Extracted records
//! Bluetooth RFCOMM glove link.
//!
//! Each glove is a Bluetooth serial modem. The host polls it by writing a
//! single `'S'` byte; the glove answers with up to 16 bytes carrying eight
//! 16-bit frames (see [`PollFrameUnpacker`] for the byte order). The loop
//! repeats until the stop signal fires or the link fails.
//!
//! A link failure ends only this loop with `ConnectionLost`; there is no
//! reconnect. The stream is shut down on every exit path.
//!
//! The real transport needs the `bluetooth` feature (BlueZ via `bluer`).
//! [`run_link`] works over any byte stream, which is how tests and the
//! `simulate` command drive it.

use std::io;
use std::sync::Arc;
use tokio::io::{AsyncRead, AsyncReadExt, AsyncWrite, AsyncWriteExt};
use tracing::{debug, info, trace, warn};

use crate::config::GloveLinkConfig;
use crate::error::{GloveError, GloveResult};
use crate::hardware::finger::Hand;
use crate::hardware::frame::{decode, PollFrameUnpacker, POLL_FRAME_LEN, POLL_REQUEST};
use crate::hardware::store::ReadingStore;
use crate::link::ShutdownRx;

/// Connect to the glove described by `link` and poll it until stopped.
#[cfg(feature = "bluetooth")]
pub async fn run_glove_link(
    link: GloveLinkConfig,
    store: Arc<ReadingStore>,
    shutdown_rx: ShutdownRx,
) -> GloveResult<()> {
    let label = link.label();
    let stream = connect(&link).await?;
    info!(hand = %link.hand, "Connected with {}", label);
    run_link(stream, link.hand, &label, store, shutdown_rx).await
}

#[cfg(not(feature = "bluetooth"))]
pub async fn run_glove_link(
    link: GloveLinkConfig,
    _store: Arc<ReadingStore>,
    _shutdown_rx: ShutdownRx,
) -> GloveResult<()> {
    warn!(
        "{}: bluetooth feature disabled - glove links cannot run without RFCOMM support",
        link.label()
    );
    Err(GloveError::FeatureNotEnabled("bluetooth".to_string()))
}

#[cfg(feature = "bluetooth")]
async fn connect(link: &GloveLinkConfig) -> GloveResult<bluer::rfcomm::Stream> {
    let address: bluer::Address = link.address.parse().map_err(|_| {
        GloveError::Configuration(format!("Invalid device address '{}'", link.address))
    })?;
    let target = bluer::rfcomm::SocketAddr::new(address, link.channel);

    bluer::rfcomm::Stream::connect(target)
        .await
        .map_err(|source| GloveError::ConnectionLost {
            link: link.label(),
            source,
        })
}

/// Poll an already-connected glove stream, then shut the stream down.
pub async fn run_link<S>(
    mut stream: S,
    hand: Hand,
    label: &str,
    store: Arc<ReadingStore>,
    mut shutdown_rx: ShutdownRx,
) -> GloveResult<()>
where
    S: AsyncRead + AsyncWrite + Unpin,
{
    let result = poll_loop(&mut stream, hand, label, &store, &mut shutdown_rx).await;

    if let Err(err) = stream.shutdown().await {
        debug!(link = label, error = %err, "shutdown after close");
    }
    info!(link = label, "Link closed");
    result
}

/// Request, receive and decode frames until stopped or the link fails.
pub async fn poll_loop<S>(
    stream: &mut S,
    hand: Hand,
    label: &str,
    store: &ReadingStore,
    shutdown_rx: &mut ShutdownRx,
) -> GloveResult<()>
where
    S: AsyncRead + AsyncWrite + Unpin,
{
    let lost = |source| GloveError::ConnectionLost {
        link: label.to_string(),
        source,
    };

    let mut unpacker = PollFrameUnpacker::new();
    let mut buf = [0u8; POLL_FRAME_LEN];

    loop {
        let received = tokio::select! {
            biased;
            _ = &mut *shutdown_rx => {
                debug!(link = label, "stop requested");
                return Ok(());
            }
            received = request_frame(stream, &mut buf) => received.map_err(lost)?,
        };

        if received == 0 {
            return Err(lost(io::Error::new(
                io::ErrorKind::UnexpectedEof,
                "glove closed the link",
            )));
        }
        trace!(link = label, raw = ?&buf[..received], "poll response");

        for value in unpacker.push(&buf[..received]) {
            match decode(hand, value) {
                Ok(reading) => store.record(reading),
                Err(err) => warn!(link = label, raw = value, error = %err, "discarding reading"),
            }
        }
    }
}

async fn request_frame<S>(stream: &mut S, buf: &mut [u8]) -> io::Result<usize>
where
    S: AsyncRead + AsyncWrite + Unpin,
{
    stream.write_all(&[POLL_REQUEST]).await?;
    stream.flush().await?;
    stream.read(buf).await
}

--

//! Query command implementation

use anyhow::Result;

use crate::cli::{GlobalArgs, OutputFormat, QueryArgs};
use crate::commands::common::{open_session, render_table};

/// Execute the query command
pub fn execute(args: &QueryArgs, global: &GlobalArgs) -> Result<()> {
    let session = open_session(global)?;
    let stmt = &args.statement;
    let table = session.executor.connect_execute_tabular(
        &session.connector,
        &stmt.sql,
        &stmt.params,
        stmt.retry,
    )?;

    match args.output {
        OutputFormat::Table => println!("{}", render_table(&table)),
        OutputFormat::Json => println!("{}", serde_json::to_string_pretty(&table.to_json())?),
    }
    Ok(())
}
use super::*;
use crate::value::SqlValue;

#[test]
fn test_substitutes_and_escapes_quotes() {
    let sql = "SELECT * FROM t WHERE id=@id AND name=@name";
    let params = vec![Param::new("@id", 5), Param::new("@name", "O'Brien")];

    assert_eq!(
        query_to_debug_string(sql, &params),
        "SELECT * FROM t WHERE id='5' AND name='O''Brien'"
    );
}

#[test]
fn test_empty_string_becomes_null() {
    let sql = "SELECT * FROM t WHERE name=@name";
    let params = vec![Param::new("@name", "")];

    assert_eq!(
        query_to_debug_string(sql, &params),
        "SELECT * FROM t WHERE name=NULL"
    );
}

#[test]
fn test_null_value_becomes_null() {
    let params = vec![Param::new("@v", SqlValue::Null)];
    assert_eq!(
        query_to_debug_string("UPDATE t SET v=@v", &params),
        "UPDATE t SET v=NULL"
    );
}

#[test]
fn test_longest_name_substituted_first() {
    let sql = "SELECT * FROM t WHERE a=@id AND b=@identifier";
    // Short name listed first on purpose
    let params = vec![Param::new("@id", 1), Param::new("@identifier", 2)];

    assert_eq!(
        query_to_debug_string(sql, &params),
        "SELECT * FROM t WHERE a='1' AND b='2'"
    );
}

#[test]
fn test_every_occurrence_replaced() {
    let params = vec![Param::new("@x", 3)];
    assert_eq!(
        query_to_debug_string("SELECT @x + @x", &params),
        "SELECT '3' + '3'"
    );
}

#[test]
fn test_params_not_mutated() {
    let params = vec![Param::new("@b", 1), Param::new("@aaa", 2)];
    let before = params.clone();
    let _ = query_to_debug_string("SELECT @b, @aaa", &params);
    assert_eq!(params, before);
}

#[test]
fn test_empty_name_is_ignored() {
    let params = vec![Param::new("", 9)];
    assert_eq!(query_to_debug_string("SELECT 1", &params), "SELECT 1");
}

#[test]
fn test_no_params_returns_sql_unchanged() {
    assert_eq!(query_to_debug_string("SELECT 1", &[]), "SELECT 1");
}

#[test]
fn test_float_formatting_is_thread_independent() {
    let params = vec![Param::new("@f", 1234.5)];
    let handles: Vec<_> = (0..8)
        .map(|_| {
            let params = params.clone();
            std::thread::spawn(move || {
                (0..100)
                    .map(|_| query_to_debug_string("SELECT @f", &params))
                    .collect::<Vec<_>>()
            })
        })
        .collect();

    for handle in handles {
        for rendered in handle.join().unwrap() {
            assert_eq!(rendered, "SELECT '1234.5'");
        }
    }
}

* TASK STATEMENT *
Within the entries above, count the lines that include "trace". The answer is that number alone.

* RESULT FOR THIS TASK *
2